Vedder to PHLster: what the Floodlight actually fixes
I ran a Vedder LightTuck with a G19 and TLR-7A for two years before switching to a PHLster Floodlight. Both are solid Kydex AIWB holsters. The difference isn't night-and-day, but it's real enough that I'm not going back.
**What stayed the same:** Both holsters have proper trigger guard coverage, solid retention, and they don't shift around during the day. Both need a real gun belt — I use a Blue Alpha Gear Hybrid and always have. Both conceal the same gun about the same well under a t-shirt.
**Where the Floodlight wins:** The WML sits flush. Vedder's design leaves a small gap between the light body and the holster mouth. Nothing dramatic, but it catches on shirts when you're reholstering in a car or drawing from concealment in a hurry. The Floodlight's light-specific retention shroud eliminates that entirely — the TLR-7A sits locked in place.

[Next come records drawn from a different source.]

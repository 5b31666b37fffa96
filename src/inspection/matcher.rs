//! Compiled pattern primitives over raw bytes.
//!
//! # Responsibilities
//! - Compile a fixed pattern once
//! - Boolean match, first-match capture extraction, non-overlapping match count
//!
//! # Design Decisions
//! - Operates on `&[u8]` (`regex::bytes`), so non-UTF-8 traffic is inspected as-is
//! - Immutable after construction; `Send + Sync` for sharing across connections

use regex::bytes::Regex;

/// Errors raised while compiling a pattern.
#[derive(Debug, thiserror::Error)]
pub enum PatternError {
    #[error("failed to compile pattern '{name}': {source}")]
    Compile {
        name: &'static str,
        #[source]
        source: regex::Error,
    },
}

/// A named, compiled pattern.
#[derive(Debug, Clone)]
pub struct PatternMatcher {
    name: &'static str,
    regex: Regex,
}

impl PatternMatcher {
    /// Compile `pattern`. `name` is used in errors and logs.
    pub fn new(name: &'static str, pattern: &str) -> Result<Self, PatternError> {
        let regex = Regex::new(pattern).map_err(|source| PatternError::Compile { name, source })?;
        Ok(Self { name, regex })
    }

    /// Pattern identifier.
    pub fn name(&self) -> &'static str {
        self.name
    }

    /// Returns true if the pattern matches anywhere in `subject`.
    pub fn matches(&self, subject: &[u8]) -> bool {
        self.regex.is_match(subject)
    }

    /// Returns the bytes of capture group `group` from the first match.
    ///
    /// `None` if there is no match, or the group did not participate in it.
    pub fn capture_first<'s>(&self, subject: &'s [u8], group: usize) -> Option<&'s [u8]> {
        self.regex
            .captures(subject)
            .and_then(|caps| caps.get(group))
            .map(|m| m.as_bytes())
    }

    /// Capture group `group` of every non-overlapping match, in order.
    pub fn capture_all<'a>(
        &'a self,
        subject: &'a [u8],
        group: usize,
    ) -> impl Iterator<Item = &'a [u8]> + 'a {
        self.regex
            .captures_iter(subject)
            .filter_map(move |caps| caps.get(group).map(|m| m.as_bytes()))
    }

    /// Counts non-overlapping matches across `subject`.
    ///
    /// Scanning resumes at the end of each match; after an empty match it
    /// resumes one byte further, so the scan always terminates.
    pub fn count_matches(&self, subject: &[u8]) -> usize {
        let mut count = 0;
        let mut pos = 0;

        while pos <= subject.len() {
            let Some(m) = self.regex.find_at(subject, pos) else {
                break;
            };
            count += 1;
            pos = if m.start() == m.end() { m.end() + 1 } else { m.end() };
        }

        count
    }
}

Second: the claw works better on the Floodlight. Both holsters have one, but PHLster's geometry pulls the grip in tighter against your body. That matters more than it sounds. My Vedder required a slightly larger shirt; the Floodlight conceals a half-size better.

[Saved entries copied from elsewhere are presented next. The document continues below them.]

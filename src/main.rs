//! range-guard: inspecting TCP reverse proxy.
//!
//! Sits in front of a single HTTP backend and terminates connections whose
//! `Range` header asks for an excessive number of byte ranges.
//!
//! # Architecture Overview
//!
//! ```text
//!                        ┌──────────────────────────────────────────────┐
//!                        │                 RANGE GUARD                  │
//!                        │                                              │
//!     Client             │  ┌──────────┐    ┌──────────┐                │
//!     ───────────────────┼─▶│   net    │───▶│ acceptor │── connect ─────┼──▶ Backend
//!                        │  │ listener │    └────┬─────┘                │
//!                        │  └──────────┘         │ spawn per connection │
//!                        │                       ▼                      │
//!                        │              ┌─────────────────┐             │
//!     ◀──────────────────┼──────────────│ connection pipe │◀────────────┼─── Backend
//!                        │              │ buffer + verdict│             │
//!                        │              └────────┬────────┘             │
//!                        │                       │ whole buffer         │
//!                        │                       ▼                      │
//!                        │              ┌─────────────────┐             │
//!                        │              │ range inspector │             │
//!                        │              │  (patterns)     │             │
//!                        │              └─────────────────┘             │
//!                        └──────────────────────────────────────────────┘
//! ```

use std::path::PathBuf;
use std::sync::Arc;

use clap::Parser;

use range_guard::config::{self, ProxyConfig};
use range_guard::inspection::HttpPatterns;
use range_guard::lifecycle::{wait_for_shutdown_signal, Shutdown};
use range_guard::net::Listener;
use range_guard::observability::{logging, metrics};
use range_guard::proxy::{pipe_config, Acceptor};

#[derive(Parser, Debug)]
#[command(name = "range-guard")]
#[command(version, about = "Reverse proxy that blocks HTTP Range header DoS attempts", long_about = None)]
struct Cli {
    /// TOML configuration file. Defaults are used when omitted.
    #[arg(short, long)]
    config: Option<PathBuf>,

    /// Listen address, overrides `listener.bind_address`.
    #[arg(short, long)]
    listen: Option<String>,

    /// Backend address, overrides `backend.address`.
    #[arg(short, long)]
    backend: Option<String>,
}

impl Cli {
    /// File values, then flag overrides, validated once on the result.
    fn load(&self) -> Result<ProxyConfig, config::ConfigError> {
        let mut config = match &self.config {
            Some(path) => config::read_config(path)?,
            None => ProxyConfig::default(),
        };
        if let Some(listen) = &self.listen {
            config.listener.bind_address = listen.clone();
        }
        if let Some(backend) = &self.backend {
            config.backend.address = backend.clone();
        }
        config::validate_config(&config).map_err(config::ConfigError::Validation)?;
        Ok(config)
    }
}

#[tokio::main]
async fn main() -> Result<(), Box<dyn std::error::Error>> {
    let cli = Cli::parse();
    let config = cli.load()?;

    logging::init_logging(&config.observability)?;

    tracing::info!("range-guard v{} starting", env!("CARGO_PKG_VERSION"));
    tracing::info!(
        bind_address = %config.listener.bind_address,
        backend = %config.backend.address,
        max_connections = config.listener.max_connections,
        max_buffer_bytes = config.limits.max_buffer_bytes,
        "Configuration loaded"
    );

    let patterns = Arc::new(HttpPatterns::compile()?);

    if config.observability.metrics_enabled {
        metrics::init_metrics(config.observability.metrics_address.parse()?)?;
    }

    let listener = Listener::bind(&config.listener).await?;
    let acceptor = Acceptor::new(listener, &config, pipe_config(&config, patterns));

    let shutdown = Shutdown::new();
    let accepting = tokio::spawn(acceptor.run(shutdown.subscribe()));

    wait_for_shutdown_signal().await;
    shutdown.trigger();
    accepting.await?;

    tracing::info!("Shutdown complete");
    Ok(())
}
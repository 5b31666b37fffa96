//! Structured logging.
//!
//! # Responsibilities
//! - Initialize the `tracing` subscriber once at startup
//! - Honor `RUST_LOG`, falling back to the configured level
//!
//! # Design Decisions
//! - Every log line is a structured `tracing` event; connection context comes
//!   from the per-connection span

use tracing_subscriber::{layer::SubscriberExt, util::SubscriberInitExt, EnvFilter};

use crate::config::ObservabilityConfig;

/// Default filter directive when `RUST_LOG` is unset.
pub fn default_directive(config: &ObservabilityConfig) -> String {
    format!("range_guard={}", config.log_level.to_ascii_lowercase())
}

/// Install the global subscriber.
///
/// Returns an error if a global subscriber was already set.
pub fn init_logging(
    config: &ObservabilityConfig,
) -> Result<(), tracing_subscriber::util::TryInitError> {
    tracing_subscriber::registry()
        .with(
            EnvFilter::try_from_default_env()
                .unwrap_or_else(|_| EnvFilter::new(default_directive(config))),
        )
        .with(tracing_subscriber::fmt::layer())
        .try_init()
}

Third: reholstering feedback. The Vedder's mouth is clean but loose enough that you don't always feel positive lock. The Floodlight's light shroud creates tactile reference points — you *know* the gun is seated.
**Where Vedder wins:** Cost. The LightTuck runs $90–110. PHLster's Floodlight is $130–150. If you're on a budget and your reholstering is disciplined and slow, Vedder is defensible.
Also: Vedder's customer service is faster. PHLster makes a better holster but they're slower to respond to fit questions.
**My concrete recommendation for your case:** If you carry a TLR-7A or TLR-9, go PHLster Floodlight. The light integration matters when you're actually using the holster daily. The $40 premium pays for itself in reliability and concealment. If budget is tight, Vedder works — just acknowledge you're making a cost trade-off, not a performance one.